There are three methods for coffee decaffeination: The ‘swiss water’ and ‘supercritical carbon dioxide’ processes are considered chemical free while the ‘solvent’ process relies on synthetic chemicals. The level of solvent remaining after chemically decaffeinated the coffee bean is minimal, though, and below the level deemed safe by European regulations. However, if you wish to minimise your exposure, then choose coffee which is decaffeinated using one of the chemical free methods. The chemical free methods are also thought to produce a fuller flavour coffee than the chemically decaffeinated process.
Does decaffeinated coffee have the same health benefits as caffeinated?
Most research papers suggest decaffeinated coffee has a similar antioxidant content to caffeinated coffee and that decaffeinated coffee has similar health benefits to caffeinated coffee. Where the research has differentiated between caffeinated and decaffeinated coffee, we have discussed it above under specific health conditions.

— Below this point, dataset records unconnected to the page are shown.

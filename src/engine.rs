//! Compilation and matching engine.
//!
//! This module holds everything between parsed script rules and emitted tags.
//! It is split into focused submodules under `src/engine/`.
//!
//! ## How the parts work together
//!
//! ```text
//! rules (all) ──┐
//!               │  ConditionGraph::compile        (graph.rs)
//!               └───────────────┬──────────────
//!                               │  shared, read-only
//! sentence ── TriggerInfo::scan ┼─ first position that can spawn a state
//!            (trigger.rs)       │
//!                               v
//!                  Processor::consume, token by token   (processor.rs)
//!                    - spawn from `initial`, advance via `transitions`
//!                    - affix validation               (affix.rs)
//!                    - collapse duplicate states      (dedup.rs)
//!                    - move final states to completed
//!                               │
//!                               v
//!                          emit (emit.rs)
//!                    - reject containment
//!                               │
//!                               v
//!                            Vec<Tag>
//! ```
//!
//! The cursor-advance heuristic that decides which position is consumed next
//! lives with the driver loop in `api.rs`.
//!
//! ## Responsibilities by module
//!
//! - `graph.rs`: numbers condition elements into one automaton and indexes
//!   them by matching key.
//! - `trigger.rs`: finds the sentence positions that can start a state.
//! - `processor.rs`: the per-sentence NFA interpreter.
//! - `affix.rs`: prefix/infix/suffix validation against a `PatternLibrary`.
//! - `dedup.rs`: state keys used to collapse redundant states.
//! - `emit.rs`: turns completed accepting states into tags.
//! - `metrics.rs`: optional counters and timing for a run.
//!
//! ## Debugging
//!
//! Every stage logs through `tracing`; `ROCKWELL_LOG=rockwell=trace` on the
//! CLI prints each spawn, advance, prune and completion.

#[path = "engine/affix.rs"]
mod affix;
#[path = "engine/dedup.rs"]
mod dedup;
#[path = "engine/emit.rs"]
mod emit;
#[path = "engine/graph.rs"]
mod graph;
#[path = "engine/metrics.rs"]
mod metrics;
#[path = "engine/processor.rs"]
mod processor;
#[path = "engine/trigger.rs"]
mod trigger;

pub(crate) use emit::emit;
pub use graph::ConditionGraph;
pub use metrics::{TagMetrics, TagRun};
pub(crate) use processor::{Processor, State};
pub use trigger::TriggerInfo;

I drink mostly instant coffee. Does this offer the same benefits as fresh coffee?
Most papers seem to suggest instant coffee contains similar amounts of antioxidants to fresh coffee. And in fact, we found one study which found instant coffee has higher levels of antioxidants than fresh coffee!

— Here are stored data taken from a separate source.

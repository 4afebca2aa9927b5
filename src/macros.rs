/// Compile a literal regular expression once and hand out a `&'static Regex`.
///
/// Only used with literal patterns written in this crate, so compilation
/// cannot fail at runtime.
macro_rules! regex {
    ($pat:literal) => {{
        static PATTERN: once_cell::sync::Lazy<regex::Regex> =
            once_cell::sync::Lazy::new(|| regex::Regex::new($pat).unwrap());
        &*PATTERN
    }};
}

I’ve heard coffee is sprayed heavily with pesticides. What are your thoughts on this?
Coffee is indeed a heavily sprayed crop. From a health perspective, this does not appear to be an issue, since research shows that the processing and specifically the roasting of the coffee bean reduces levels of pesticides and fungicides by over 90%. There are, however, social and environmental issues associated with coffee growing, some of which would be alleviated by organic production methods.

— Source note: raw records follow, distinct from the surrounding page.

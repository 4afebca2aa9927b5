//! Per-sentence automaton interpreter.
//!
//! This module is the operational core of the engine. A `Processor` is
//! created for one sentence and fed that sentence's tokens in order; it keeps
//! the set of *live* states (partial matches still waiting for their next
//! element) and the list of *completed* states (matches that reached the
//! final sentinel).
//!
//! ## Consuming a token
//!
//! ```text
//! token ─▶ readings ─▶ keys ─┬─ initial[key]              ─▶ spawn new State
//!                            └─ transitions[key][current] ─▶ clone + advance
//!                                        │
//!                                        ▼
//!                        collapse per (condition, state)   (dedup.rs)
//!                                        │
//!                          final ────────┴──────── live
//!                     (completed list)        (next token's input)
//! ```
//!
//! A live state that no element continues is dropped: every live state has
//! consumed every token since it was spawned, either through a regular element
//! or through a quodlibet loop.
//!
//! ## Ambiguous tokens
//!
//! A token with alternative readings is run once per reading. Only the first
//! reading derives the reading-independent keys (`VERBATIM`, `CAIN`, `ROLE`,
//! `QUODLIBET`); the others derive `LEMMA`, `POS` and `TYPE` only, so a Kleene
//! loop captures an ambiguous token once rather than once per reading.

use im::OrdMap;
use tracing::trace;

use super::affix::AffixResolver;
use super::dedup::collapse;
use super::graph::{ConditionGraph, ElementRef};
use super::metrics::TagMetrics;
use crate::error::PatternError;
use crate::library::PatternLibrary;
use crate::{Aspect, ConditionId, FINAL_STATE_CODE, QUODLIBET_VALUE, StateCode, Token};

/// One token captured by a state.
#[derive(Debug, Clone, Copy)]
pub(crate) struct Match<'s> {
    /// The reading that matched (an alternative of an ambiguous token, or
    /// the sentence token itself).
    pub(crate) token: &'s Token,
    /// Captured by a quodlibet element.
    pub(crate) quodlibet: bool,
}

/// A live automaton instantiation.
///
/// The match history is a persistent map: cloning a state to advance it
/// shares the history with its parent.
#[derive(Debug, Clone)]
pub(crate) struct State<'s> {
    pub(crate) condition: ConditionId,
    pub(crate) current: StateCode,
    pub(crate) matches: OrdMap<usize, Match<'s>>,
    /// Consecutive quodlibet captures.
    pub(crate) optional_count: usize,
    /// Set on states of rejecting conditions.
    pub(crate) rejects: Option<ConditionId>,
}

impl<'s> State<'s> {
    fn new(condition: ConditionId, rejects: Option<ConditionId>) -> Self {
        State { condition, current: FINAL_STATE_CODE, matches: OrdMap::new(), optional_count: 0, rejects }
    }

    pub(crate) fn is_final(&self) -> bool {
        self.current == FINAL_STATE_CODE
    }

    /// First matched token index.
    pub(crate) fn start(&self) -> usize {
        self.matches.get_min().map_or(0, |(index, _)| *index)
    }

    /// Last matched token index.
    pub(crate) fn end(&self) -> usize {
        self.matches.get_max().map_or(0, |(index, _)| *index)
    }

    /// The trailing run of quodlibet captures, oldest first.
    pub(crate) fn quodlibet_run(&self) -> Vec<&'s Token> {
        let mut run: Vec<&'s Token> =
            self.matches.iter().rev().take_while(|(_, m)| m.quodlibet).map(|(_, m)| m.token).collect();
        run.reverse();
        run
    }

    fn capture(&mut self, token: &'s Token, quodlibet: bool) {
        self.matches.insert(token.index, Match { token, quodlibet });
    }

    fn fold(&mut self, affix_tokens: Vec<&'s Token>) {
        for token in affix_tokens {
            self.capture(token, false);
        }
    }
}

/// Matching keys of one token reading. With `full` unset only the
/// reading-dependent keys are derived.
pub(crate) fn token_keys(reading: &Token, full: bool) -> Vec<(Aspect, &str)> {
    let mut keys = Vec::with_capacity(6 + reading.roles.len());
    if full {
        keys.push((Aspect::Verbatim, reading.word.as_str()));
        keys.push((Aspect::Cain, reading.cain.as_str()));
    }
    for aspect in [Aspect::Lemma, Aspect::Pos, Aspect::Type] {
        if let Some(value) = reading.attribute(aspect) {
            keys.push((aspect, value));
        }
    }
    if full {
        keys.extend(reading.roles.iter().map(|role| (Aspect::Role, role.as_str())));
        keys.push((Aspect::Quodlibet, QUODLIBET_VALUE));
    }
    keys
}

/// Runs one sentence through a compiled graph.
#[derive(Debug)]
pub(crate) struct Processor<'g, 's> {
    graph: &'g ConditionGraph,
    affixes: AffixResolver<'g>,
    sentence: &'s [Token],
    max_optional: usize,
    live: Vec<State<'s>>,
    completed: Vec<State<'s>>,
    metrics: TagMetrics,
}

impl<'g, 's> Processor<'g, 's> {
    pub(crate) fn new(
        graph: &'g ConditionGraph,
        library: &'g dyn PatternLibrary,
        sentence: &'s [Token],
        max_optional: usize,
    ) -> Self {
        Processor {
            graph,
            affixes: AffixResolver::new(library),
            sentence,
            max_optional,
            live: Vec::new(),
            completed: Vec::new(),
            metrics: TagMetrics::default(),
        }
    }

    pub(crate) fn live(&self) -> &[State<'s>] {
        &self.live
    }

    pub(crate) fn completed(&self) -> &[State<'s>] {
        &self.completed
    }

    /// Feed the token at `position`.
    pub(crate) fn consume(&mut self, position: usize) -> Result<(), PatternError> {
        self.step(position, true)
    }

    /// Feed the token at `position` to the live states only. Positions the
    /// cursor jumps over still have to be crossed by every pending state.
    pub(crate) fn pass(&mut self, position: usize) -> Result<(), PatternError> {
        self.step(position, false)
    }

    fn step(&mut self, position: usize, spawn: bool) -> Result<(), PatternError> {
        let sentence = self.sentence;
        let token = &sentence[position];
        let mut next: Vec<State<'s>> = Vec::new();

        for (nth, reading) in token.readings().iter().enumerate() {
            for (aspect, value) in token_keys(reading, nth == 0) {
                if spawn {
                    self.spawn(aspect, value, reading, position, &mut next)?;
                }
                self.advance(aspect, value, reading, position, &mut next)?;
            }
        }

        let (next, collapsed) = collapse(next);
        self.metrics.collapsed += collapsed;

        let (completed, live): (Vec<State<'s>>, Vec<State<'s>>) = next.into_iter().partition(State::is_final);
        for state in &completed {
            trace!(condition = %state.condition, start = state.start(), end = state.end(), "state completed");
        }
        self.metrics.completed += completed.len();
        self.completed.extend(completed);
        self.live = live;
        Ok(())
    }

    /// Start new states from first elements keyed `aspect:value`.
    fn spawn(
        &mut self,
        aspect: Aspect,
        value: &str,
        reading: &'s Token,
        position: usize,
        next: &mut Vec<State<'s>>,
    ) -> Result<(), PatternError> {
        let graph = self.graph;
        for &at in graph.initial(aspect, value) {
            let element = graph.element(at);
            if !element.admits(reading) {
                continue;
            }
            let Some(affix_tokens) = self.affixes.validate(element, self.sentence, position, &[])? else {
                continue;
            };

            let mut state = State::new(at.condition, graph.condition(at.condition).rejects());
            state.fold(affix_tokens);
            state.capture(reading, false);
            state.current = element.state_out;

            trace!(condition = %at.condition, position, to = state.current, "state spawned");
            self.metrics.spawned += 1;
            next.push(state);
        }
        Ok(())
    }

    /// Advance live states along transitions keyed `aspect:value`.
    fn advance(
        &mut self,
        aspect: Aspect,
        value: &str,
        reading: &'s Token,
        position: usize,
        next: &mut Vec<State<'s>>,
    ) -> Result<(), PatternError> {
        let graph = self.graph;
        for state in &self.live {
            for &at in graph.transitions(aspect, value, state.current) {
                if at.condition != state.condition {
                    continue;
                }
                if graph.element(at).quodlibet && state.optional_count >= self.max_optional {
                    trace!(condition = %at.condition, position, captured = state.optional_count, "kleene cap reached");
                    self.metrics.pruned += 1;
                    continue;
                }
                if let Some(successor) = self.successor(state, at, reading, position)? {
                    trace!(condition = %at.condition, position, from = state.current, to = successor.current, "state advanced");
                    self.metrics.advanced += 1;
                    next.push(successor);
                }
            }
        }
        Ok(())
    }

    fn successor(
        &self,
        state: &State<'s>,
        at: ElementRef,
        reading: &'s Token,
        position: usize,
    ) -> Result<Option<State<'s>>, PatternError> {
        let element = self.graph.element(at);
        if !element.admits(reading) {
            return Ok(None);
        }

        let affix_tokens = if element.has_affix() {
            match self.affixes.validate(element, self.sentence, position, &state.quodlibet_run())? {
                Some(tokens) => tokens,
                None => return Ok(None),
            }
        } else {
            Vec::new()
        };

        let mut successor = state.clone();
        successor.fold(affix_tokens);
        successor.capture(reading, element.quodlibet);
        successor.optional_count = if element.quodlibet { state.optional_count + 1 } else { 0 };
        successor.current = element.state_out;
        Ok(Some(successor))
    }

    /// Completed states in completion order, with the processor's counters.
    pub(crate) fn into_parts(self) -> (Vec<State<'s>>, TagMetrics) {
        (self.completed, self.metrics)
    }
}

#[cfg(test)]
mod tests {
    use super::*;
    use crate::library::RegexLibrary;
    use crate::script::ScriptParser;
    use crate::Sentence;

    fn graph(script: &str) -> ConditionGraph {
        ConditionGraph::compile(&ScriptParser::parse_script(script).unwrap())
    }

    fn run<'s>(graph: &ConditionGraph, library: &RegexLibrary, tokens: &'s [Token]) -> Vec<(usize, usize)> {
        let mut processor = Processor::new(graph, library, tokens, crate::MAX_OPTIONAL);
        for position in 0..tokens.len() {
            processor.consume(position).unwrap();
        }
        processor.completed().iter().map(|s| (s.start(), s.end())).collect()
    }

    #[test]
    fn keys_of_a_plain_token() {
        let token = Token::new("Cats", 0).with_lemma("cat").with_pos("NN2").with_type("SUBST").with_role("Animal");
        let keys = token_keys(&token, true);
        assert_eq!(
            keys,
            vec![
                (Aspect::Verbatim, "Cats"),
                (Aspect::Cain, "cats"),
                (Aspect::Lemma, "cat"),
                (Aspect::Pos, "NN2"),
                (Aspect::Type, "SUBST"),
                (Aspect::Role, "animal"),
                (Aspect::Quodlibet, "*"),
            ]
        );
        assert_eq!(token_keys(&token, false), vec![(Aspect::Lemma, "cat"), (Aspect::Pos, "NN2"), (Aspect::Type, "SUBST")]);
    }

    #[test]
    fn missing_attributes_derive_no_keys() {
        let token = Token::new("x", 0);
        assert_eq!(token_keys(&token, false), vec![]);
    }

    #[test]
    fn states_die_when_nothing_continues_them() {
        let graph = graph("@cain :a ; @cain :b | ab");
        let library = RegexLibrary::default();
        let tokens = Sentence::from_words(0, "a c b a b").tokens;
        assert_eq!(run(&graph, &library, &tokens), vec![(3, 4)]);
    }

    #[test]
    fn kleene_loops_capture_gaps() {
        let graph = graph("@cain :a ; @quodlibet :* ; @cain :b | ab");
        let library = RegexLibrary::default();
        let tokens = Sentence::from_words(0, "a x y b").tokens;
        assert_eq!(run(&graph, &library, &tokens), vec![(0, 3)]);

        let mut processor = Processor::new(&graph, &library, &tokens, crate::MAX_OPTIONAL);
        for position in 0..3 {
            processor.consume(position).unwrap();
        }
        assert_eq!(processor.live().len(), 1);
        assert_eq!(processor.live()[0].optional_count, 2);
        let run: Vec<&str> = processor.live()[0].quodlibet_run().iter().map(|t| t.word.as_str()).collect();
        assert_eq!(run, vec!["x", "y"]);
    }

    #[test]
    fn converging_states_keep_the_earliest_start() {
        let graph = graph("@cain :a ; @quodlibet :* ; @cain :b | ab");
        let library = RegexLibrary::default();
        let tokens = Sentence::from_words(0, "a a b").tokens;
        assert_eq!(run(&graph, &library, &tokens), vec![(0, 2)]);
    }

    #[test]
    fn passing_a_token_advances_without_spawning() {
        let graph = graph("@cain :a ; @cain :b | ab");
        let library = RegexLibrary::default();
        let tokens = Sentence::from_words(0, "a a b").tokens;
        let mut processor = Processor::new(&graph, &library, &tokens, crate::MAX_OPTIONAL);
        processor.consume(0).unwrap();
        processor.pass(1).unwrap();
        assert!(processor.live().is_empty());
        processor.consume(2).unwrap();
        assert!(processor.completed().is_empty());
    }

    #[test]
    fn rejecting_states_remember_their_target() {
        let graph = graph("@cain :a / @cain :a ; @cain :b | t");
        let library = RegexLibrary::default();
        let tokens = Sentence::from_words(0, "a b").tokens;
        let mut processor = Processor::new(&graph, &library, &tokens, crate::MAX_OPTIONAL);
        processor.consume(0).unwrap();
        assert_eq!(processor.completed().len(), 1);
        assert_eq!(processor.completed()[0].rejects, None);
        assert_eq!(processor.live().len(), 1);
        assert_eq!(processor.live()[0].rejects, Some(ConditionId(0)));
    }
}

Does coffee inhibit nutrient absorption?
Coffee drinking can reduce the efficiency of calcium absorption. However, research suggests there is no impact on bone health so long as calcium and vitamin D intakes are sufficient and coffee drinking is in moderation (up to 3 cups per day).
Coffee drinking can reduce the absorption of non-heme (vegetarian) iron. If you have low – or borderline – iron status, we recommend you drink coffee at least one hour away from both supplements and a meal.
Wow! That’s a lot to take in! Can you summarise for me?
Sure! Overall, research suggests that coffee drinking has a beneficial effect on health. Our aim is not to recommend whether you do or do not drink coffee, but to provide you with evidence-based information to make an informed decision. Coffee drinking has a range of negative side effects, and some people have a far greater tolerance to caffeine than others. We believe the level and type of coffee consumed should be set according to your own personal threshold. For example, if you experience negative effects drinking caffeinated coffee or you wake up in the morning feeling the need for coffee to function – we recommend you wean yourself off it. Simply do this by reducing your intake gradually. If, after a few weeks, you choose to re-introduce coffee, be attentive to how it makes you feel. And, here, we are talking in terms of anxiety, energy and digestion. If you decide caffeinated coffee isn’t right for you, good alternatives include de-caffeinated coffee and green tea. Of course, if you choose to drink neither coffee nor green tea, that’s OK, too! Yes, these maybe one source of antioxidants but our main source of antioxidants will always be vegetables and fruit, so you won’t be missing out!
Remember, we are all unique and while coffee will work for some of us, it won’t work for all of us. Always listen to your body and always do what feels right for you.
In line with the recent evidence about the benefits of coffee and to ensure we take a balanced approach to nutritional advice, we will be offering coffee to clients on courses from January with meals.